I can't even believe that thing is real, it keeps taking a knowing tone for like two sentences and then...?!??

At least there we weren’t surrounded by drunken, half-naked college students racing Segways along Ocean Drive. “I know I sound like I’m 90,” Emma whispered, “but I just want them to put some clothes on and go to vocational school.”

how did I get here? why am I in the whiskey aisle? this is all so (Laurel), Thursday, 17 May 2012 13:44 (eleven years ago) link

ALESSANDRA STANLEY is the chief television critic for The New York Times.

dayo, Thursday, 17 May 2012 13:51 (eleven years ago) link

Ta-Nehisi Coates defended the writing in that Stanley essay.

Meanwhile it's been raked through the coals here: http://blogs.miaminewtimes.com/riptide/2012/05/new_york_times_writer_discover.php

Exile in lolville (Alfred, Lord Sotosyn), Thursday, 17 May 2012 13:51 (eleven years ago) link

I was trying to figure out what college her daughter goes to - my guess is oberlin

dayo, Thursday, 17 May 2012 13:52 (eleven years ago) link

I want to know what her kid was up to during the trip!

Also, she really missed out at this point:
I considered driving our golf cart off the villa grounds to the Golf Grill, overlooking the nine-hole course, but that, Emma said primly, would set a bad example of maternal drinking and driving.
..then she later talked about how the kid loved to drive the golf cart around.
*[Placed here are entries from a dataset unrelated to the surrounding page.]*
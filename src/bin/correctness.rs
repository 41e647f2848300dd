//! Correctness Suite Binary
//!
//! Runs the remote storage correctness checks against a connector and exits
//! non-zero unless every selected check passes.

use remotecheck::config::{ConnectorSettings, ServerConfig};
use remotecheck::harness::{run_suite, CheckContext, Fixture, RunOptions, SuiteSettings};
use remotecheck::telemetry;

use anyhow::Context;
use clap::Parser;
use std::path::PathBuf;
use std::time::Duration;
use tracing::info;

/// remotecheck correctness suite
#[derive(Parser, Debug)]
#[command(author, version, about, long_about = None)]
struct Args {
    /// Connector base URL (defaults to CONNECTOR_URL, then http://localhost:9201)
    #[arg(long)]
    connector_url: Option<String>,

    /// Connector storage is empty before the run
    #[arg(long)]
    fresh_tsdb: bool,

    /// Only run checks whose name contains this string (repeatable)
    #[arg(long = "filter")]
    filters: Vec<String>,

    /// Start the in-process reference connector and test it
    #[arg(long)]
    local: bool,

    /// Delay between a write and its verifying read, in milliseconds
    #[arg(long)]
    ingest_delay_ms: Option<u64>,

    /// Per-check timeout in seconds
    #[arg(long, env = "REMOTECHECK_CHECK_TIMEOUT_SECS", default_value = "60")]
    check_timeout_secs: u64,

    /// How long to wait for the connector to become reachable, in seconds
    #[arg(long, env = "REMOTECHECK_WAIT_TIMEOUT_SECS", default_value = "60")]
    wait_timeout_secs: u64,

    /// Write the JSON report to this file
    #[arg(long, env = "REMOTECHECK_REPORT")]
    report: Option<PathBuf>,

    /// Log level
    #[arg(long, env = "REMOTECHECK_LOG_LEVEL", default_value = "info")]
    log_level: String,
}

#[tokio::main]
async fn main() -> anyhow::Result<()> {
    let args = Args::parse();
    telemetry::init_for_component("correctness", &args.log_level)?;

    let mut connector = ConnectorSettings::from_env()?;
    if let Some(url) = &args.connector_url {
        connector = ConnectorSettings::new(url.clone())
            .with_credentials(connector.credentials)
            .with_timeout(connector.request_timeout);
    }

    let mut settings = SuiteSettings::from_env()?;
    settings.fresh_tsdb |= args.fresh_tsdb;
    if let Some(delay) = args.ingest_delay_ms {
        settings.ingest_delay = Duration::from_millis(delay);
    }

    let fixture = if args.local {
        let server = ServerConfig {
            credentials: connector.credentials.clone(),
            ..ServerConfig::from_env()?
        };
        // a freshly started in-process connector is always empty
        settings.fresh_tsdb = true;
        Fixture::local(server).await?
    } else {
        Fixture::from_config(connector)
    };

    info!(
        connector_url = fixture.url(),
        fresh_tsdb = settings.fresh_tsdb,
        ingest_delay_ms = settings.ingest_delay.as_millis() as u64,
        "Starting correctness suite"
    );

    fixture
        .wait_reachable(Duration::from_secs(args.wait_timeout_secs))
        .await
        .with_context(|| format!("connector at {} is not reachable", fixture.url()))?;

    let ctx = CheckContext::new(fixture.client()?, settings);
    let options = RunOptions {
        filters: args.filters,
        check_timeout: Duration::from_secs(args.check_timeout_secs),
    };
    let report = run_suite(&ctx, &options).await;

    println!("{}", report.summary());
    if let Some(path) = &args.report {
        std::fs::write(path, report.to_json()?)
            .with_context(|| format!("failed to write report to {}", path.display()))?;
    }

    fixture.shutdown().await?;
    std::process::exit(report.exit_code());
}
Uh, you have a built-in chauffeur, lady!

mh, Thursday, 17 May 2012 14:17 (eleven years ago) link

She also doesn't want her daughter to see her drink, I think you're forgetting.

how did I get here? why am I in the whiskey aisle? this is all so (Laurel), Thursday, 17 May 2012 14:17 (eleven years ago) link

The daughter also had a little piece:

http://travel.nytimes.com/2012/05/13/travel/5-tips-for-traveling-with-your-mother.html?ref=travel

American Fear of Pranksterism (Ed), Thursday, 17 May 2012 14:20 (eleven years ago) link

I want to know what her kid was up to during the trip!

being a spoiled, sulky brat - ie. a teenager?

johnny crunch, Thursday, 17 May 2012 14:21 (eleven years ago) link

Also, I have a deep suspicion about this:
La Trattoria, a pizza and pasta place near the golf course that looked as though it belonged in a Scottsdale, Ariz., mall.

I would guess all rich white people leisure/retirement enclaves look pretty much the same, with the exception of the surrounding landscape, no matter where you go. tbf, there are parts of suburbs in most areas of the country that try to approximate this aesthetic.

Laurel, I mean her daughter could drop her off! She could feign sleepiness or something when the kid picks her up later, I don't fucking know. And exactly how "irresponsible" is letting your college student kid see you drink like an old woman? It's not binge drinking, so it's a relatively great role model experience

mh, Thursday, 17 May 2012 14:21 (eleven years ago) link

Daughter sounded pretty cool until the vocational school crack.

Kiarostami bag (milo z), Thursday, 17 May 2012 14:28 (eleven years ago) link

it's kind of thoughtful, college debt is a big deal these days

mh, Thursday, 17 May 2012 15:07 (eleven years ago) link

kill it with fire

mh, Thursday, 17 May 2012 18:30 (eleven years ago) link

There’s also an endorsement deal. A few weeks ago, LugLess, a start-up that ships luggage for travelers, named him its spokesman. The company noticed his Twitter messages about lost luggage and high jinks in first-class cabins wearing pajamas.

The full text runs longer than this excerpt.